- Exercise details -
Look through the listing below and write out exactly the lines from the line with "repository ab65da6a7997b2db" to the line with "const PID_CHARGE_LED: u16 = 0xDEF3;", both included, and no others.
Material to process: Begin
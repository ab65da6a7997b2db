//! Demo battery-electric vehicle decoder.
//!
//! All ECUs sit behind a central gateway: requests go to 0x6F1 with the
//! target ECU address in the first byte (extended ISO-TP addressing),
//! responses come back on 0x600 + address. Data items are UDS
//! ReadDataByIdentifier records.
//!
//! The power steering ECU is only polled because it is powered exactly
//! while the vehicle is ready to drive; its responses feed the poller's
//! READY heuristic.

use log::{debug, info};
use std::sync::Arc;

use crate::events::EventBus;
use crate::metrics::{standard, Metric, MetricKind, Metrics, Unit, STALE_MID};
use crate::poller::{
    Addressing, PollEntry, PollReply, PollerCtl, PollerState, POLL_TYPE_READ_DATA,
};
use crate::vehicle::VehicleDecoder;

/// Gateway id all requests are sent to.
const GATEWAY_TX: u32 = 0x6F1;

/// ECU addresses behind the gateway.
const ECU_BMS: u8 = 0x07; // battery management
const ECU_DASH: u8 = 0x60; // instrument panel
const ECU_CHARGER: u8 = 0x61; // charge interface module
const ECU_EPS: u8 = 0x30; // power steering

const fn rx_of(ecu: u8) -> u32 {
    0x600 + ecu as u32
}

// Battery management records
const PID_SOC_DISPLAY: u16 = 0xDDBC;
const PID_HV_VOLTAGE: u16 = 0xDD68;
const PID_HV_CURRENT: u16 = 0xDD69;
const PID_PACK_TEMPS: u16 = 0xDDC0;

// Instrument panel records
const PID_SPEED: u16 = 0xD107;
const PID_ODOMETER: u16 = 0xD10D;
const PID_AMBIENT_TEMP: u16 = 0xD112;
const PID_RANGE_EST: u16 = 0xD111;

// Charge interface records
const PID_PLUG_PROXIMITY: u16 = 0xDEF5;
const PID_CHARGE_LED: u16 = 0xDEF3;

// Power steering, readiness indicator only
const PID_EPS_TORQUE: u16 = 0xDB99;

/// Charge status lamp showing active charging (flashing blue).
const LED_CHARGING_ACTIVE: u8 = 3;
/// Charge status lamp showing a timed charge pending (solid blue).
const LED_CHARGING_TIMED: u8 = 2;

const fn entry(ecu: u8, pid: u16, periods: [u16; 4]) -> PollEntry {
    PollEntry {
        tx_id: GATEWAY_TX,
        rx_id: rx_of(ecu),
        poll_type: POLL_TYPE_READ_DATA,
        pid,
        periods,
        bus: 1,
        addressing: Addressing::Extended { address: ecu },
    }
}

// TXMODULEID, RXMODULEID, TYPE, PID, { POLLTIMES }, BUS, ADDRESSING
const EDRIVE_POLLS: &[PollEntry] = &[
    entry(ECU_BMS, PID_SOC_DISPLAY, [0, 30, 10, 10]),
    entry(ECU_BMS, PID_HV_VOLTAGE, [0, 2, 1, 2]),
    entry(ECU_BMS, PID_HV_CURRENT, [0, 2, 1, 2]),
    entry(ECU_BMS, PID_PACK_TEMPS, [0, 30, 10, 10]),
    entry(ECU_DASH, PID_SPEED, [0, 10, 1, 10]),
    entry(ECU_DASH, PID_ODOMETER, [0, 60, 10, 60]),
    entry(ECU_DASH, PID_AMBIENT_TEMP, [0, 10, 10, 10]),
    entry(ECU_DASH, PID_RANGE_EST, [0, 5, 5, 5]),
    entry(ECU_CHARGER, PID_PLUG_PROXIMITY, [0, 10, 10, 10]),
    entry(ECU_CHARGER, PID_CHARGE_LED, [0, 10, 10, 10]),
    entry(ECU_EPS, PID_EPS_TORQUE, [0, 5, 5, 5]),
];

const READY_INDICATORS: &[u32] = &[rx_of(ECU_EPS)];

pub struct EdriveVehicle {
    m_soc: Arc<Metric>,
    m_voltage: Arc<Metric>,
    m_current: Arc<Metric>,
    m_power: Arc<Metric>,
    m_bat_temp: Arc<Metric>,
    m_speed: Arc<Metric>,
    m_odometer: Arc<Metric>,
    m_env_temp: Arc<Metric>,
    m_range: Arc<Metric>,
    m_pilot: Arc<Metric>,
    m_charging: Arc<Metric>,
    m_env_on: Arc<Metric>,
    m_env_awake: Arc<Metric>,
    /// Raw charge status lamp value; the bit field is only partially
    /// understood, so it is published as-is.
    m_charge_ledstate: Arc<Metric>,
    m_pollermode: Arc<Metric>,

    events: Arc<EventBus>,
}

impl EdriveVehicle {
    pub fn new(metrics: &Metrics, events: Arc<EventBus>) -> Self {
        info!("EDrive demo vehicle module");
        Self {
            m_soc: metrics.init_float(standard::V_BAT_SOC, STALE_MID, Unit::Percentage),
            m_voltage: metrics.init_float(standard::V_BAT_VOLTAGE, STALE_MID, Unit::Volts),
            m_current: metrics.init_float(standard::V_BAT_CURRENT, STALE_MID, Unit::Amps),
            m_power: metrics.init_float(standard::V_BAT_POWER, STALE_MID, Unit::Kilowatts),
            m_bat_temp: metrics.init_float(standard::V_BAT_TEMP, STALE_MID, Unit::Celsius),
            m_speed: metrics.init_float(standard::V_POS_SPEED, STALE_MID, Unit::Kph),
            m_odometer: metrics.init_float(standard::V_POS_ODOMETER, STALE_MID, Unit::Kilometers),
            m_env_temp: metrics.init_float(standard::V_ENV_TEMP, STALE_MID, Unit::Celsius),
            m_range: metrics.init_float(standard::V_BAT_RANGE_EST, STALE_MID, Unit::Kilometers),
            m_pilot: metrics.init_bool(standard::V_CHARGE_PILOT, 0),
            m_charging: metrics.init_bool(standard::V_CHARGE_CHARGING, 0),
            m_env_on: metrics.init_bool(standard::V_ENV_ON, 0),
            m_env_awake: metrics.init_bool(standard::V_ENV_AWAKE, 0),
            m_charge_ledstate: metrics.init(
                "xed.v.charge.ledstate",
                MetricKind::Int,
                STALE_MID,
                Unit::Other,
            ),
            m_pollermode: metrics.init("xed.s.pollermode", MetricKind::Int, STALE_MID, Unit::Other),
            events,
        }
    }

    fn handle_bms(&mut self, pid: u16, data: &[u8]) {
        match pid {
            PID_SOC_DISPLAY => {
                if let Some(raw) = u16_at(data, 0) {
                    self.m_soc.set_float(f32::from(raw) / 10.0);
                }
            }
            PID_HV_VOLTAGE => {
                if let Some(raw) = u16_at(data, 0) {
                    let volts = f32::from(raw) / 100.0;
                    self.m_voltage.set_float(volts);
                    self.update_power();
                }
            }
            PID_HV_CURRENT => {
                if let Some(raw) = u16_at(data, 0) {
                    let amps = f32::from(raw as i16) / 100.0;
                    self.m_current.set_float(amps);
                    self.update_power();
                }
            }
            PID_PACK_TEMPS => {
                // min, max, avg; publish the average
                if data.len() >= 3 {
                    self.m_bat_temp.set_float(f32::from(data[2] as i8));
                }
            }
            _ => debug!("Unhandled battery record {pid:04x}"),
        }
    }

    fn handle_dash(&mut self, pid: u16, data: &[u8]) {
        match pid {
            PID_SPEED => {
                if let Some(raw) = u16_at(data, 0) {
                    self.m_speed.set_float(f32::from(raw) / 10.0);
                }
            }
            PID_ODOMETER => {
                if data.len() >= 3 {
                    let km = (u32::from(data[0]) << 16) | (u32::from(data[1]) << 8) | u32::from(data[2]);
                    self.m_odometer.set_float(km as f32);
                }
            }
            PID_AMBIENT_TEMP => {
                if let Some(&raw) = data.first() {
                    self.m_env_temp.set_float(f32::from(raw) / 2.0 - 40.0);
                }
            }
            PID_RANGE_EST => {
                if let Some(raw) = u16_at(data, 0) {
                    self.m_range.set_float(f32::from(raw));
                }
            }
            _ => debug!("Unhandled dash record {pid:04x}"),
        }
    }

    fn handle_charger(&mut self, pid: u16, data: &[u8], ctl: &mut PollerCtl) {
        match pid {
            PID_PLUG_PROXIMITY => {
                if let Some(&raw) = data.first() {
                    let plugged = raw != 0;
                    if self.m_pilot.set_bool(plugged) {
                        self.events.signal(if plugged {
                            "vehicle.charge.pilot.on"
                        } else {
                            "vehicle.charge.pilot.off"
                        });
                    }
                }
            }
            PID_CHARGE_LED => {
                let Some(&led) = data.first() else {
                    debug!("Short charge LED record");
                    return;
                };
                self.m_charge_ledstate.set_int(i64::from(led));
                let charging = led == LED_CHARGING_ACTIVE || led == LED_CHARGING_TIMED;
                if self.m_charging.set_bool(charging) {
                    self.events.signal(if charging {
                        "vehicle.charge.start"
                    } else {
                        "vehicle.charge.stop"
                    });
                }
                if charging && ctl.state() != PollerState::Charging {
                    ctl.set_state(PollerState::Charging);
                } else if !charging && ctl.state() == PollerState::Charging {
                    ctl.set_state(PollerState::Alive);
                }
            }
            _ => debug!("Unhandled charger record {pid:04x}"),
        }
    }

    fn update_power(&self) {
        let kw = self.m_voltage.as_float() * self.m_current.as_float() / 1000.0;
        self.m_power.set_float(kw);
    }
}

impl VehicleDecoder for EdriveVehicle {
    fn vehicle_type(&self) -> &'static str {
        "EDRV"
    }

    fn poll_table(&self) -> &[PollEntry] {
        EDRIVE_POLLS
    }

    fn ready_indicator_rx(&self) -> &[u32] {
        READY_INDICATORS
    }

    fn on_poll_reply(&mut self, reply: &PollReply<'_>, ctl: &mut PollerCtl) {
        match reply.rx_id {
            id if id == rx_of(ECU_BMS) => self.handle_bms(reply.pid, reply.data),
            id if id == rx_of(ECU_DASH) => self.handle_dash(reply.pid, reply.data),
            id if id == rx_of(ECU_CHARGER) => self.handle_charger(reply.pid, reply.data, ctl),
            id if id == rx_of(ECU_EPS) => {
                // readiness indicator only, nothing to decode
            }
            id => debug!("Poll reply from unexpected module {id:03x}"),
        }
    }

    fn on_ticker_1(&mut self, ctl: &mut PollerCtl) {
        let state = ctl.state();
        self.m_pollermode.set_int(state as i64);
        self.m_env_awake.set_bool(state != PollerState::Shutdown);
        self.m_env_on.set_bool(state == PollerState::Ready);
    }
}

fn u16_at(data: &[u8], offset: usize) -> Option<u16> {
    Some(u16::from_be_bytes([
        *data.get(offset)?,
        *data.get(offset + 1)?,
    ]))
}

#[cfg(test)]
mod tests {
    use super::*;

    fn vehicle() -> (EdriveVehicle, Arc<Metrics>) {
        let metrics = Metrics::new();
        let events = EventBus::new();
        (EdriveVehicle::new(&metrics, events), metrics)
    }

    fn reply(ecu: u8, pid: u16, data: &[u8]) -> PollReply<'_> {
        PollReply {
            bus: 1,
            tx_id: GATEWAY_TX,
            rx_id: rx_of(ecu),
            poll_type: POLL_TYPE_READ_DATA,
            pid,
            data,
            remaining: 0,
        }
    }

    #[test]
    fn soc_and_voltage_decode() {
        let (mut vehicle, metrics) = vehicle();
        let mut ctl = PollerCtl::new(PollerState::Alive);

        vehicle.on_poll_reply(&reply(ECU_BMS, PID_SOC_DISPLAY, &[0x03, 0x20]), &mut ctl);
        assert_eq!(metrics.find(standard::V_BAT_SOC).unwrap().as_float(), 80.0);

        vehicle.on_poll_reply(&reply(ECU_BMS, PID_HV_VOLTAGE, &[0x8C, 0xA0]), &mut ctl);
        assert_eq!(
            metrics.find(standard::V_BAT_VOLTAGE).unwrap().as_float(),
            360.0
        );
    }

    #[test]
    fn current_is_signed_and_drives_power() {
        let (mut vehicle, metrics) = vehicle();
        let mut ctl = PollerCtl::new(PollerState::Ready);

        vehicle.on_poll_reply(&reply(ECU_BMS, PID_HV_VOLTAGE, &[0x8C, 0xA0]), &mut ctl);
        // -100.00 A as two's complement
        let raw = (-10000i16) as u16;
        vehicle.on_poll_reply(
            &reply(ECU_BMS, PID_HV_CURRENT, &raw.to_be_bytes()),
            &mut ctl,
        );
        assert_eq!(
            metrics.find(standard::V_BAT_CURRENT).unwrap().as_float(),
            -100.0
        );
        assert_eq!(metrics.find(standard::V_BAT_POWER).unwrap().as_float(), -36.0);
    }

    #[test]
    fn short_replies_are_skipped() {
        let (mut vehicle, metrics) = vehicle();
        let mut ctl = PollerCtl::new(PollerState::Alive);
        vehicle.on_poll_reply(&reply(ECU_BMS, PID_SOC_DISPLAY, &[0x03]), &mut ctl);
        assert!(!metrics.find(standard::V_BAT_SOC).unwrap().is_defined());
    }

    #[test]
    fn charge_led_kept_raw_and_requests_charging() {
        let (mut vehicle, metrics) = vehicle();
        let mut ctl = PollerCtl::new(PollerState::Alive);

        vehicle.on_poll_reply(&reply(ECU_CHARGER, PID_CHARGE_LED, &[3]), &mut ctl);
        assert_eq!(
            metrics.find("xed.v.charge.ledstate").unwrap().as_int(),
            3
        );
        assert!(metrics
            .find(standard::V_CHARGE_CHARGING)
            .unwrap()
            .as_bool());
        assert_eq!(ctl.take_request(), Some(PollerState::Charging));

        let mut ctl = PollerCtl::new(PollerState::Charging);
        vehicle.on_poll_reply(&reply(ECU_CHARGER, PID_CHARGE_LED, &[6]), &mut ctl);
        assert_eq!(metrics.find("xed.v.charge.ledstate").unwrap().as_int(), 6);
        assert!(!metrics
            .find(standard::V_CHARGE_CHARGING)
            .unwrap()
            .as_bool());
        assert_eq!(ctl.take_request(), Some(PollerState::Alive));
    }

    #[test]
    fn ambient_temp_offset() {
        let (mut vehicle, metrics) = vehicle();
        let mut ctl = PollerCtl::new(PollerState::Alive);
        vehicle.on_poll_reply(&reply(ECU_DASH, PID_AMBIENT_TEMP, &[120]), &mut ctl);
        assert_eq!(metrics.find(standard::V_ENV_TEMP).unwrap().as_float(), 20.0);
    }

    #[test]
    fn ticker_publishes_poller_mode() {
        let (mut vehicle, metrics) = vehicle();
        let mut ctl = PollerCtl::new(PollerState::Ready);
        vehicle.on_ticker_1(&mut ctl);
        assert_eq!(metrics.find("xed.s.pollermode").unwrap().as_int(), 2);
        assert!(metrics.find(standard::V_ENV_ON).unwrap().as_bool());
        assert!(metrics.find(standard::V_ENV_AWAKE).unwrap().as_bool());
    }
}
Material to process: End
Material to process: Begin
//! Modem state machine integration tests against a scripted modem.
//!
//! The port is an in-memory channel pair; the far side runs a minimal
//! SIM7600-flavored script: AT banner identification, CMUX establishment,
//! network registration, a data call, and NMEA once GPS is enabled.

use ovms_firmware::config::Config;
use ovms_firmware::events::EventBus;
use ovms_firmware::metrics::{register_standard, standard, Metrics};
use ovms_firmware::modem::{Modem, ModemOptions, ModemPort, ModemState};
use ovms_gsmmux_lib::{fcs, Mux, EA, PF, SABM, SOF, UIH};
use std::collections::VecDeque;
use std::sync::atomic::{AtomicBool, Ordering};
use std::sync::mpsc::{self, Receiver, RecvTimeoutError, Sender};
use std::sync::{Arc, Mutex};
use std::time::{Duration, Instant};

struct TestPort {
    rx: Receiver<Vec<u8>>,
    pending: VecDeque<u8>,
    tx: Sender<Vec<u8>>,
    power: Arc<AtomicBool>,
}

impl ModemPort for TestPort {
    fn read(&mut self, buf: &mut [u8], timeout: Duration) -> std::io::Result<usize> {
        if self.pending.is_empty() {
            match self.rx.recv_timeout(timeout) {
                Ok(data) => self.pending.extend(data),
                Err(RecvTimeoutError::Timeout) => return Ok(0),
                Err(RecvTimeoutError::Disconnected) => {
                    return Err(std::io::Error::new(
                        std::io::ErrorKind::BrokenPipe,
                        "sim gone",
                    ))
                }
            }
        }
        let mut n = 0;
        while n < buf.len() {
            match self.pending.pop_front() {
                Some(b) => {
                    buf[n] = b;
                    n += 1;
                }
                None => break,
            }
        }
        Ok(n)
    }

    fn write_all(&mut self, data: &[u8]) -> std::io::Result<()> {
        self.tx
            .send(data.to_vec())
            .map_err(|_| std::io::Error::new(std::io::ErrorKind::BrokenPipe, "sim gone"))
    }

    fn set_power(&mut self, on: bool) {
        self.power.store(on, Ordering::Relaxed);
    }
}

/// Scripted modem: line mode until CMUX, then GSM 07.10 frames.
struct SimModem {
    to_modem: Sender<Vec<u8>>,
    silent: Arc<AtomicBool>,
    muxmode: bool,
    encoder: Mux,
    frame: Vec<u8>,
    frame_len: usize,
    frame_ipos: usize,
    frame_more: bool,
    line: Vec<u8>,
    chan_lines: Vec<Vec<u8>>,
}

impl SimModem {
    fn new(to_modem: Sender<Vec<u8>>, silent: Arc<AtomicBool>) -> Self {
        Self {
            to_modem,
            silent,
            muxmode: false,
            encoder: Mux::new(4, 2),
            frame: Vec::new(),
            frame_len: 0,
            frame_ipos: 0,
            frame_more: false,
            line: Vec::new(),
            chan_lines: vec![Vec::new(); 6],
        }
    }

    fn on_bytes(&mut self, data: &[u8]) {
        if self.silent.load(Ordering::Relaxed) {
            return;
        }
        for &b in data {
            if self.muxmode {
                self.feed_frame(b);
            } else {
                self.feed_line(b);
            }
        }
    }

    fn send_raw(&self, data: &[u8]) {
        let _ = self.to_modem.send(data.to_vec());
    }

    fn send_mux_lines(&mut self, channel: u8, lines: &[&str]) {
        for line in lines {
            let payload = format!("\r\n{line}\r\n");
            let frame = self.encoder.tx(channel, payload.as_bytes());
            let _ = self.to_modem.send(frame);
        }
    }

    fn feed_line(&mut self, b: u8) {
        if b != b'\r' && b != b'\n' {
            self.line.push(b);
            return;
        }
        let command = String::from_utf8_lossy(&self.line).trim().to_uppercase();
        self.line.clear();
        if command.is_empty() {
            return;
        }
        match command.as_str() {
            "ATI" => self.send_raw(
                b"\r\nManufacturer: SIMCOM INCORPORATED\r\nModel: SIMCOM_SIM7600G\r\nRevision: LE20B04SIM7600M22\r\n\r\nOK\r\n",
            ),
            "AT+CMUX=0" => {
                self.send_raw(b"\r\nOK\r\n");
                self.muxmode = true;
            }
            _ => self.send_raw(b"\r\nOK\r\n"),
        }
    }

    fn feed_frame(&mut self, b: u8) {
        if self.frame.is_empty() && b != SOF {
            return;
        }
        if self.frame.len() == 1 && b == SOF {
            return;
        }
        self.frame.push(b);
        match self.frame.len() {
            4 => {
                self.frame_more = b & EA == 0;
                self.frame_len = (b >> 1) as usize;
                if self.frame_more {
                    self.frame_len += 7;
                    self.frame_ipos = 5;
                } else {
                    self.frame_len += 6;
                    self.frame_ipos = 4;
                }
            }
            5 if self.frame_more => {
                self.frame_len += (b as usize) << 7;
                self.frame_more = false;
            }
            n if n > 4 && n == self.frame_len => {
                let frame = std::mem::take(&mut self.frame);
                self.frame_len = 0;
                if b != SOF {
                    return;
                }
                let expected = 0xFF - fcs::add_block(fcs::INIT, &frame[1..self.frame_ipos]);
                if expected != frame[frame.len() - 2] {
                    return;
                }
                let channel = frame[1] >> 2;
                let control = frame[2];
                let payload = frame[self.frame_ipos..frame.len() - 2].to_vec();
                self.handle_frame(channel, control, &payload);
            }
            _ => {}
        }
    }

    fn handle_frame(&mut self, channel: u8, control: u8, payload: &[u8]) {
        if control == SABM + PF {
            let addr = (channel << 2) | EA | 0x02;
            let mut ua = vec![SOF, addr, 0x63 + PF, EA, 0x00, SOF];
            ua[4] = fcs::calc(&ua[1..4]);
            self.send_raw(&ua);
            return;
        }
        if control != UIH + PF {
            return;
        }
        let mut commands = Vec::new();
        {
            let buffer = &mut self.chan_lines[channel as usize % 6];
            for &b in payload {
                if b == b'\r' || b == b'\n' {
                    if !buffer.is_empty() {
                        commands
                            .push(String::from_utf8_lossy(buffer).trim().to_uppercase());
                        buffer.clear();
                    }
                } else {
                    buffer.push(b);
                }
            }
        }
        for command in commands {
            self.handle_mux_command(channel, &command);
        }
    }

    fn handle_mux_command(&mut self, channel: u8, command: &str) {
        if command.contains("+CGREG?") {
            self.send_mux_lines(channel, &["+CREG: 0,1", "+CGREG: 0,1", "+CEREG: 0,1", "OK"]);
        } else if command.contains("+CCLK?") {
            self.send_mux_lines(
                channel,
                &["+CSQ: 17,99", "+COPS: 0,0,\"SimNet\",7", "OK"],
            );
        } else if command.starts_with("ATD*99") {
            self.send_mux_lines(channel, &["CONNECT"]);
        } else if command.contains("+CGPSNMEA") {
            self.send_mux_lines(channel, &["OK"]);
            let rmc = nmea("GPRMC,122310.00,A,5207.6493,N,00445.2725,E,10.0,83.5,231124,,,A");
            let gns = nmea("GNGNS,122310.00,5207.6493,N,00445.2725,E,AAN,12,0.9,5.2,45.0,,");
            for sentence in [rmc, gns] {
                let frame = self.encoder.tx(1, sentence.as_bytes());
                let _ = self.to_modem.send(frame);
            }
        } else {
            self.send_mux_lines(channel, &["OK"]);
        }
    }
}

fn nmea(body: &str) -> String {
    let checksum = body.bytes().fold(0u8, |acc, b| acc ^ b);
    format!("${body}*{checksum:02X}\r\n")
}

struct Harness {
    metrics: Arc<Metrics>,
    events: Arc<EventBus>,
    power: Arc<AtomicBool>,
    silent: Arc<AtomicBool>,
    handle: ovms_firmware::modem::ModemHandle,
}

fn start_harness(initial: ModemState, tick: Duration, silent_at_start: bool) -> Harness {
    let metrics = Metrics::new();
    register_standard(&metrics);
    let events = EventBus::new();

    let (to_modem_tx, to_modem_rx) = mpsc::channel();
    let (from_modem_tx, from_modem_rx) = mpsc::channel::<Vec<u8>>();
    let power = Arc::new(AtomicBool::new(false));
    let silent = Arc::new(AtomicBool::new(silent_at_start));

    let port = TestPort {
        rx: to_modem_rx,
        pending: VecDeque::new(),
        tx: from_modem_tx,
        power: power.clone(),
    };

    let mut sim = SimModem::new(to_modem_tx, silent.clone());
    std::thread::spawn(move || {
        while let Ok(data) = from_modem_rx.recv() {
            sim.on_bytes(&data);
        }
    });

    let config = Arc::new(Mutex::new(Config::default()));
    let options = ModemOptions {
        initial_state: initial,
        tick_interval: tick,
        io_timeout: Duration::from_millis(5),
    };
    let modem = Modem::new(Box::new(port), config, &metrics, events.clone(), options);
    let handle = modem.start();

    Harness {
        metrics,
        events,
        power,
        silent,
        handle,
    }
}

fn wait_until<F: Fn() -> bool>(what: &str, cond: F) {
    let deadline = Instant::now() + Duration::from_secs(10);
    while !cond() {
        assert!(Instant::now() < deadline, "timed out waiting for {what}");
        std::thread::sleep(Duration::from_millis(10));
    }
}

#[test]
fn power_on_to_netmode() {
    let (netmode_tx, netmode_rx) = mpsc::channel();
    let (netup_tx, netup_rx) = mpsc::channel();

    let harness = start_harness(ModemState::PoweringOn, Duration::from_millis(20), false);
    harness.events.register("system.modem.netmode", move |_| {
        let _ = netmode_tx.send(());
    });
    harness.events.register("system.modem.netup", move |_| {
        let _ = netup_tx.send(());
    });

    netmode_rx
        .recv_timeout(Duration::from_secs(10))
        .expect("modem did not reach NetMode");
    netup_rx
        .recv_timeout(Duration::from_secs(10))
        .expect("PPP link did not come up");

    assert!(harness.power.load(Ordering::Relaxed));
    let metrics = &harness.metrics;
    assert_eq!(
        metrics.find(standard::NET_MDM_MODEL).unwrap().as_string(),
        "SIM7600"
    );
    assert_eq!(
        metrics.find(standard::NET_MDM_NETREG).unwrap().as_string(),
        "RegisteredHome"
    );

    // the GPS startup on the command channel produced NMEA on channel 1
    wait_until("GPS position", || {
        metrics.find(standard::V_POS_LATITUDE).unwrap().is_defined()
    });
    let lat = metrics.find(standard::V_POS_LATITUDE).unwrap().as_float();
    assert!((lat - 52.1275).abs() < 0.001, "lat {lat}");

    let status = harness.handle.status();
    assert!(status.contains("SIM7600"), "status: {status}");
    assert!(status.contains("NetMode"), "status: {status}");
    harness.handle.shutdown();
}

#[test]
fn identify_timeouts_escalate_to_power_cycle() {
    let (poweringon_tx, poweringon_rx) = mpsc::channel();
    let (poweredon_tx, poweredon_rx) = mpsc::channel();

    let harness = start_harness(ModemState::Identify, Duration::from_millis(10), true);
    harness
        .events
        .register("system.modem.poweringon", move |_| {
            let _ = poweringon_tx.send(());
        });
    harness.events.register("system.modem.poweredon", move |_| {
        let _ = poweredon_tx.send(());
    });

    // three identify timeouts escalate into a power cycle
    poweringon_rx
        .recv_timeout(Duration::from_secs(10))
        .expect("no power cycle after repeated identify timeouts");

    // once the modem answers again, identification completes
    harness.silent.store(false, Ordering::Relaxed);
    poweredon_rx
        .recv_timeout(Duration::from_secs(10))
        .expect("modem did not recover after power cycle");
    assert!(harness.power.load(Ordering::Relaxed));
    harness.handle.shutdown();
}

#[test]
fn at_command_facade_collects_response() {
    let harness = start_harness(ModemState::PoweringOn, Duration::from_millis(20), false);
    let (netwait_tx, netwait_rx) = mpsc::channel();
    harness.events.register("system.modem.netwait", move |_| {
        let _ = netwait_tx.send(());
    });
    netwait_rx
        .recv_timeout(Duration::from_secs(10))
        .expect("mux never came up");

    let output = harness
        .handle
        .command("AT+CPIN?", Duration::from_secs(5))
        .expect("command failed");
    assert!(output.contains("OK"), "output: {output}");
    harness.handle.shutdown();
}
Material to process: End
- Result -
repository ab65da6a7997b2db
//! Demo battery-electric vehicle decoder.
//!
//! All ECUs sit behind a central gateway: requests go to 0x6F1 with the
//! target ECU address in the first byte (extended ISO-TP addressing),
//! responses come back on 0x600 + address. Data items are UDS
//! ReadDataByIdentifier records.
//!
//! The power steering ECU is only polled because it is powered exactly
//! while the vehicle is ready to drive; its responses feed the poller's
//! READY heuristic.

use log::{debug, info};
use std::sync::Arc;

use crate::events::EventBus;
use crate::metrics::{standard, Metric, MetricKind, Metrics, Unit, STALE_MID};
use crate::poller::{
    Addressing, PollEntry, PollReply, PollerCtl, PollerState, POLL_TYPE_READ_DATA,
};
use crate::vehicle::VehicleDecoder;

/// Gateway id all requests are sent to.
const GATEWAY_TX: u32 = 0x6F1;

/// ECU addresses behind the gateway.
const ECU_BMS: u8 = 0x07; // battery management
const ECU_DASH: u8 = 0x60; // instrument panel
const ECU_CHARGER: u8 = 0x61; // charge interface module
const ECU_EPS: u8 = 0x30; // power steering

const fn rx_of(ecu: u8) -> u32 {
    0x600 + ecu as u32
}

// Battery management records
const PID_SOC_DISPLAY: u16 = 0xDDBC;
const PID_HV_VOLTAGE: u16 = 0xDD68;
const PID_HV_CURRENT: u16 = 0xDD69;
const PID_PACK_TEMPS: u16 = 0xDDC0;

// Instrument panel records
const PID_SPEED: u16 = 0xD107;
const PID_ODOMETER: u16 = 0xD10D;
const PID_AMBIENT_TEMP: u16 = 0xD112;
const PID_RANGE_EST: u16 = 0xD111;

// Charge interface records
const PID_PLUG_PROXIMITY: u16 = 0xDEF5;
const PID_CHARGE_LED: u16 = 0xDEF3;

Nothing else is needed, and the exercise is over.